On Thu, Apr 17, 2008 at 12:35:28PM -0700, Amit Singh wrote:
> On Apr 17, 6:17 am, Forest Bond <[EMAIL PROTECTED]> wrote:
> > I know direct_io is frowned upon in the MacFUSE camp, but I was hoping to 
> > get
> 
> Whatever gave you that impression? And I don't know this "camp" that
> you speak of!

:)

Sorry, I was sure I remembered seeing some posts that indicated that direct_io
ought to be avoided, but I'm having a hard time finding them now.

> > some clarification as to whether or not mmap is disabled by using direct_io.
> >
> > (I think have to use direct_io, anyway, so this is not the only reason for
> > turning it on.)
> 
> A file system cannot "disable" mmap() on Mac OS X. However, when you
> use direct_io, mmap() will not work, as should be the case, but you
> won't get to know that it doesn't work until you try to read/write
> that memory--at that point, you'll get a fault. Unfortunate, but like
> I said, that's how it is on Mac OS X. Without changing the kernel
> itself, this can't be improved.

Ah, this is what I'm not entirely pleased with.  I'd like for mmap to simply
fail, rather than *almost* work.  Then, applications that try to detect whether
or not mmap is supported will be able to fall back on a reasonable substitute if
mmap is unavailable.

(This can lead to file corruption in cases where the application hasn't been
coded very carefully, too.)

Currently, I see SIGBUS in the one application that I've tested when it tries to
use mmap.  SIGBUS can't be catched, so the app just gets killed.  It's not
perfect, but I'm not sure how to deal with it.

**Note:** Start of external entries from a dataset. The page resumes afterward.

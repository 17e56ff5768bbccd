use anyhow::{Context, Result};
use clap::{Args, ValueEnum};
use serde::Serialize;
use std::path::PathBuf;
use std::sync::Arc;

use crate::cli::output::{output, truncate, CommandOutput};
use crate::domain::errors::{Stage, StageExt};
use crate::domain::models::{Config, ScoredChunk};
use crate::infrastructure::vector::{create_embedder, VectorIndex};
use crate::services::Retriever;

const PREVIEW_CHARS: usize = 160;

#[derive(ValueEnum, Debug, Clone, Copy, PartialEq, Eq, Serialize)]
#[serde(rename_all = "snake_case")]
pub enum IndexKind {
    Guideline,
    Code,
}

impl IndexKind {
    fn location(self, config: &Config) -> PathBuf {
        match self {
            Self::Guideline => config.index.guideline_dir.clone(),
            Self::Code => config.index.code_dir.clone(),
        }
    }

    const fn default_k(self, config: &Config) -> usize {
        match self {
            Self::Guideline => config.retrieval.guideline_top_k,
            Self::Code => config.retrieval.code_top_k,
        }
    }
}

#[derive(Args, Debug, Clone)]
pub struct QueryArgs {
    /// Which persisted index to search
    #[arg(value_enum)]
    pub index: IndexKind,

    /// Query text
    pub text: String,

    /// Number of chunks to return (defaults to the configured top-k)
    #[arg(short, long)]
    pub k: Option<usize>,
}

#[derive(Debug, Serialize)]
pub struct QueryOutput {
    pub index: IndexKind,
    pub location: PathBuf,
    pub query: String,
    pub results: Vec<ScoredChunk>,
}

impl CommandOutput for QueryOutput {
    fn to_human(&self) -> String {
        if self.results.is_empty() {
            return "No matching chunks.".to_string();
        }

        self.results
            .iter()
            .enumerate()
            .map(|(rank, hit)| {
                let preview = hit.chunk.content.replace('\n', " ");
                format!(
                    "{}. [{:.3}] {}\n   {}",
                    rank + 1,
                    hit.score,
                    hit.chunk.id,
                    truncate(preview.trim(), PREVIEW_CHARS)
                )
            })
            .collect::<Vec<_>>()
            .join("\n")
    }

    fn to_json(&self) -> serde_json::Value {
        serde_json::to_value(self).unwrap_or_default()
    }
}

pub async fn execute(args: QueryArgs, config: Config, json_mode: bool) -> Result<()> {
    let location = args.index.location(&config);
    let k = args.k.unwrap_or_else(|| args.index.default_k(&config));

    let index = VectorIndex::load(&location)
        .await
        .at(Stage::Index)
        .with_context(|| format!("no usable index at {}; run `rag-review index` first", location.display()))?;

    let embedder = create_embedder(&config.embedding).context("failed to set up the embedder")?;
    let retriever = Retriever::new(Arc::new(index), embedder, k).at(Stage::Retrieve)?;
    let results = retriever.retrieve(&args.text).await.at(Stage::Retrieve)?;

    output(
        &QueryOutput {
            index: args.index,
            location,
            query: args.text,
            results,
        },
        json_mode,
    );
    Ok(())
}
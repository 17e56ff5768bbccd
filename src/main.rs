//! rag-review CLI entry point.

use std::process::ExitCode;

use anyhow::Context;
use clap::Parser;

use rag_review::cli::{self, Cli};
use rag_review::domain::models::Config;
use rag_review::infrastructure::config::ConfigLoader;
use rag_review::infrastructure::logging::{LogConfig, LoggerImpl};

/// Conventional exit status for SIGINT
const EXIT_INTERRUPTED: u8 = 130;

fn load_config(cli: &Cli) -> anyhow::Result<Config> {
    match cli.config {
        Some(ref path) => ConfigLoader::load_from_file(path)
            .with_context(|| format!("failed to load configuration from {}", path.display())),
        None => ConfigLoader::load().context("failed to load configuration"),
    }
}

fn init_logging(config: &Config) -> anyhow::Result<LoggerImpl> {
    let log_config = LogConfig::try_from(&config.logging).context("invalid logging configuration")?;
    LoggerImpl::init(&log_config)
}

#[tokio::main]
async fn main() -> ExitCode {
    let cli = Cli::parse();
    let json_mode = cli.json;

    let config = match load_config(&cli) {
        Ok(config) => config,
        Err(err) => {
            cli::handle_error(&err, json_mode);
            return ExitCode::FAILURE;
        }
    };

    // Held until exit so the file writer flushes
    let _logger = match init_logging(&config) {
        Ok(logger) => logger,
        Err(err) => {
            cli::handle_error(&err, json_mode);
            return ExitCode::FAILURE;
        }
    };

    // Dropping the command future on Ctrl-C aborts any in-flight model request
    tokio::select! {
        result = cli::dispatch(cli.command_or_default(), config, json_mode) => match result {
            Ok(()) => ExitCode::SUCCESS,
            Err(err) => {
                cli::handle_error(&err, json_mode);
                ExitCode::FAILURE
            }
        },
        Ok(()) = tokio::signal::ctrl_c() => {
            tracing::warn!("interrupted");
            eprintln!("Interrupted");
            ExitCode::from(EXIT_INTERRUPTED)
        }
    }
}
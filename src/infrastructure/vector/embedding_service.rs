//! Feature-hashing embedder
//!
//! Computes embeddings in-process without model artifacts. Each word
//! contributes a unigram feature and a three-character stem feature, hashed
//! into a fixed number of buckets with a signed hash, then the vector is
//! L2-normalized.
//!
//! Identifiers are split on `snake_case` and `camelCase` boundaries so code
//! and prose share tokens. Sub-words of compound identifiers carry extra
//! weight: they name the things a style guideline talks about, while prose
//! filler words are dropped.

use async_trait::async_trait;

use crate::domain::errors::{RagError, RagResult};
use crate::domain::models::{EmbeddingModelInfo, EmbeddingProvider};
use crate::domain::ports::Embedder;

/// Model id recorded in indices built with this embedder
pub const HASHING_MODEL_ID: &str = "feature-hash-v2";

const WORD_WEIGHT: f32 = 1.0;
const STEM_WEIGHT: f32 = 0.5;
const STEM_LEN: usize = 3;
/// Multiplier for sub-words of `snake_case` / `camelCase` identifiers
const COMPOUND_BOOST: f32 = 2.0;

const STOP_WORDS: &[&str] = &[
    "a", "an", "and", "are", "as", "at", "be", "by", "for", "from", "in", "into", "is", "it",
    "its", "of", "on", "or", "that", "the", "this", "to", "use", "with",
];

/// Deterministic local embedder
pub struct HashingEmbedder {
    model: EmbeddingModelInfo,
}

impl HashingEmbedder {
    /// Create a new hashing embedder
    ///
    /// # Returns
    /// * `Err(RagError::Config)` - If `dimensions` is zero
    pub fn new(dimensions: usize) -> RagResult<Self> {
        if dimensions == 0 {
            return Err(RagError::Config(
                "embedding dimensions must be greater than 0".to_string(),
            ));
        }

        Ok(Self {
            model: EmbeddingModelInfo::new(EmbeddingProvider::Hashing, HASHING_MODEL_ID, dimensions),
        })
    }

    /// Embed text synchronously
    pub fn embed_text(&self, text: &str) -> Vec<f32> {
        let dimensions = self.model.dimensions;
        let mut embedding = vec![0.0f32; dimensions];

        for parts in identifiers(text) {
            let boost = if parts.len() > 1 { COMPOUND_BOOST } else { 1.0 };

            for word in parts.iter().filter(|w| !STOP_WORDS.contains(&w.as_str())) {
                add_feature(&mut embedding, "w", word, WORD_WEIGHT * boost);

                if word.chars().count() >= STEM_LEN && !word.chars().all(char::is_numeric) {
                    let stem: String = word.chars().take(STEM_LEN).collect();
                    add_feature(&mut embedding, "p", &stem, STEM_WEIGHT);
                }
            }
        }

        // f64 accumulation keeps the norm stable for wide vectors
        let magnitude = embedding
            .iter()
            .map(|x| f64::from(*x) * f64::from(*x))
            .sum::<f64>()
            .sqrt();

        if magnitude > 1e-10 {
            #[allow(clippy::cast_possible_truncation)]
            let magnitude = magnitude as f32;
            for val in &mut embedding {
                *val /= magnitude;
            }
        }

        embedding
    }
}

/// Identifiers in `text`, each as its lowercased sub-words
fn identifiers(text: &str) -> Vec<Vec<String>> {
    text.split(|c: char| !c.is_alphanumeric() && c != '_')
        .map(split_identifier)
        .filter(|parts| !parts.is_empty())
        .collect()
}

/// Split on underscores and on lower-to-upper case changes, then lowercase
fn split_identifier(raw: &str) -> Vec<String> {
    let mut words = Vec::new();

    for segment in raw.split('_').filter(|s| !s.is_empty()) {
        let mut current = String::new();
        let mut prev_lower = false;

        for c in segment.chars() {
            if c.is_uppercase() && prev_lower && !current.is_empty() {
                words.push(std::mem::take(&mut current));
            }
            prev_lower = c.is_lowercase() || c.is_numeric();
            current.extend(c.to_lowercase());
        }

        if !current.is_empty() {
            words.push(current);
        }
    }

    words
}

fn add_feature(embedding: &mut [f32], namespace: &str, feature: &str, weight: f32) {
    let hash = fnv1a(namespace.as_bytes(), feature.as_bytes());
    #[allow(clippy::cast_possible_truncation)]
    let bucket = (hash % embedding.len() as u64) as usize;
    let sign = if hash >> 63 == 0 { 1.0 } else { -1.0 };
    embedding[bucket] += sign * weight;
}

/// 64-bit FNV-1a over `namespace:feature`; stable across runs and platforms
fn fnv1a(namespace: &[u8], feature: &[u8]) -> u64 {
    const OFFSET: u64 = 0xcbf2_9ce4_8422_2325;
    const PRIME: u64 = 0x0100_0000_01b3;

    namespace
        .iter()
        .chain(b":")
        .chain(feature)
        .fold(OFFSET, |hash, byte| (hash ^ u64::from(*byte)).wrapping_mul(PRIME))
}

#[async_trait]
impl Embedder for HashingEmbedder {
    fn model(&self) -> &EmbeddingModelInfo {
        &self.model
    }

    async fn embed(&self, text: &str) -> RagResult<Vec<f32>> {
        Ok(self.embed_text(text))
    }

    async fn embed_all(&self, texts: &[&str]) -> RagResult<Vec<Vec<f32>>> {
        Ok(texts.iter().map(|t| self.embed_text(t)).collect())
    }
}

#[cfg(test)]
mod tests {
    use super::*;
    use crate::infrastructure::vector::vector_store::cosine_similarity;

    #[test]
    fn test_zero_dimensions_rejected() {
        assert!(matches!(HashingEmbedder::new(0), Err(RagError::Config(_))));
    }

    #[test]
    fn test_identifiers_split_into_sub_words() {
        assert_eq!(
            identifiers("Use camelCase"),
            vec![vec!["use"], vec!["camel", "case"]]
        );
        assert_eq!(
            identifiers("snake_case_var = 42"),
            vec![vec!["snake", "case", "var"], vec!["42"]]
        );
        assert_eq!(identifiers("HTTPServer"), vec![vec!["httpserver"]]);
        assert_eq!(identifiers("__init__"), vec![vec!["init"]]);
        assert!(identifiers(" ,;! _ ").is_empty());
    }

    #[test]
    fn test_stop_words_carry_no_weight() {
        let embedder = HashingEmbedder::new(64).unwrap();
        assert!(embedder.embed_text("use it for the").iter().all(|v| *v == 0.0));
        assert_eq!(
            embedder.embed_text("Use camelCase for names"),
            embedder.embed_text("camelCase names")
        );
    }

    #[test]
    fn test_naming_rule_ranks_first_for_snake_case_code() {
        let embedder = HashingEmbedder::new(384).unwrap();
        let code = embedder.embed_text("fun main() {\n    val snake_case_var = 42\n    println(snake_case_var)\n}\n");
        let rules = [
            "Indent with four spaces.",
            "Prefer expression bodies for one-line functions.",
            "Use camelCase for variable names.",
            "Classes use PascalCase names.",
            "Put a blank line between functions.",
            "Document public APIs with KDoc comments.",
        ];

        let best = rules
            .iter()
            .max_by(|a, b| {
                let a = cosine_similarity(&code, &embedder.embed_text(a));
                let b = cosine_similarity(&code, &embedder.embed_text(b));
                a.total_cmp(&b)
            })
            .unwrap();
        assert_eq!(*best, "Use camelCase for variable names.");
    }

    #[tokio::test]
    async fn test_embed_dimensions() {
        let embedder = HashingEmbedder::new(384).unwrap();
        let embedding = embedder.embed("Hello world").await.unwrap();
        assert_eq!(embedding.len(), 384);
        assert_eq!(embedder.dimensions(), 384);
    }

    #[tokio::test]
    async fn test_embed_all_preserves_order() {
        let embedder = HashingEmbedder::new(64).unwrap();
        let texts = ["Hello", "World", "Test"];
        let batch = embedder.embed_all(&texts).await.unwrap();

        assert_eq!(batch.len(), 3);
        for (text, embedding) in texts.iter().zip(&batch) {
            assert_eq!(&embedder.embed_text(text), embedding);
        }
    }

    #[test]
    fn test_deterministic_and_normalized() {
        let embedder = HashingEmbedder::new(128).unwrap();
        let a = embedder.embed_text("Test text for deterministic embedding");
        let b = embedder.embed_text("Test text for deterministic embedding");
        assert_eq!(a, b);

        let magnitude: f32 = a.iter().map(|x| x * x).sum::<f32>().sqrt();
        assert!((magnitude - 1.0).abs() < 1e-5);
    }

    #[test]
    fn test_empty_text_is_zero_vector() {
        let embedder = HashingEmbedder::new(16).unwrap();
        assert!(embedder.embed_text("").iter().all(|v| *v == 0.0));
    }

    #[test]
    fn test_related_text_scores_higher() {
        let embedder = HashingEmbedder::new(384).unwrap();
        let code = embedder.embed_text("val snake_case_var = 42");
        let naming = embedder.embed_text("Use camelCase for variable names.");
        let indent = embedder.embed_text("Indent blocks with four spaces.");

        assert!(cosine_similarity(&code, &naming) > cosine_similarity(&code, &indent));
    }
}
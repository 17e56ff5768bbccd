//! Wire types for the local model servers

use serde::{Deserialize, Serialize};

/// Ollama `POST /api/generate` request body
#[derive(Debug, Clone, Serialize)]
pub struct GenerateRequest<'a> {
    pub model: &'a str,
    pub prompt: &'a str,
    pub stream: bool,
    pub options: GenerateOptions,
}

/// Sampling options understood by Ollama
#[derive(Debug, Clone, Serialize)]
pub struct GenerateOptions {
    pub temperature: f32,
    pub num_predict: u32,
    #[serde(skip_serializing_if = "Option::is_none")]
    pub seed: Option<u64>,
    pub num_ctx: usize,
}

/// Ollama non-streaming generate response
#[derive(Debug, Clone, Deserialize)]
pub struct GenerateResponse {
    pub response: String,
    #[serde(default)]
    pub done: bool,
    #[serde(default)]
    pub prompt_eval_count: Option<u64>,
    #[serde(default)]
    pub eval_count: Option<u64>,
}

/// llama.cpp server `POST /completion` request body
#[derive(Debug, Clone, Serialize)]
pub struct CompletionRequest<'a> {
    pub prompt: &'a str,
    pub n_predict: u32,
    pub temperature: f32,
    #[serde(skip_serializing_if = "Option::is_none")]
    pub seed: Option<u64>,
    pub stream: bool,
}

/// llama.cpp completion response
#[derive(Debug, Clone, Deserialize)]
pub struct CompletionResponse {
    pub content: String,
    #[serde(default)]
    pub tokens_evaluated: Option<u64>,
    #[serde(default)]
    pub tokens_predicted: Option<u64>,
}

/// Ollama `POST /api/embed` request body
#[derive(Debug, Clone, Serialize)]
pub struct EmbedRequest<'a> {
    pub model: &'a str,
    pub input: &'a [&'a str],
}

/// Ollama embed response: one vector per input, in input order
#[derive(Debug, Clone, Deserialize)]
pub struct EmbedResponse {
    pub embeddings: Vec<Vec<f32>>,
}

/// Ollama `GET /api/tags` response
#[derive(Debug, Clone, Deserialize)]
pub struct TagsResponse {
    #[serde(default)]
    pub models: Vec<ModelTag>,
}

#[derive(Debug, Clone, Deserialize)]
pub struct ModelTag {
    pub name: String,
}

impl TagsResponse {
    /// Whether `model` is installed. An untagged name matches `:latest`.
    pub fn has_model(&self, model: &str) -> bool {
        self.models.iter().any(|tag| {
            tag.name == model || (!model.contains(':') && tag.name == format!("{model}:latest"))
        })
    }
}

> > I'm using MacPorts to install dependencies, but I have replaced the MacPorts
> > fusefs-1.1 port with a fusefs-1.3 port (I modified the port file and created
> > a new tarball).  However, I noticed that MacPorts has libfuse
> > fromhttp://fuse.sourceforge.net, rather than installing libfuse from
> > MacFUSE.  Could this be contributing to the issues that I am seeing?
> 
> I am not very familiar with what MacPorts is doing. It's also odd and
> incorrect if they call it a "fusefs port". MacFUSE != Linux FUSE. The kext is
> a completely different implementation from Linux fusefs; they just happen to
> export similar (not even same) user-level interfaces.  The kext's behavior,
> its nuances, subtleties, features, limitations are *very* different from Linux
> fusefs, and are often dictated by what's possible/impossible and needed/not
> needed on Mac OS X. "fusefs port" incorrectly implies otherwise. And libfuse
> != MacFUSE either.  MacFUSE consists of a kernel extension (fusefs.kext), a
> user-space library (libfuse.dylib), programming headers, and a bunch of
> support tools/scripts.
> 
> I don't know if this is contributing to any of your problems, but the only
> binary distribution I can support is the one I make available.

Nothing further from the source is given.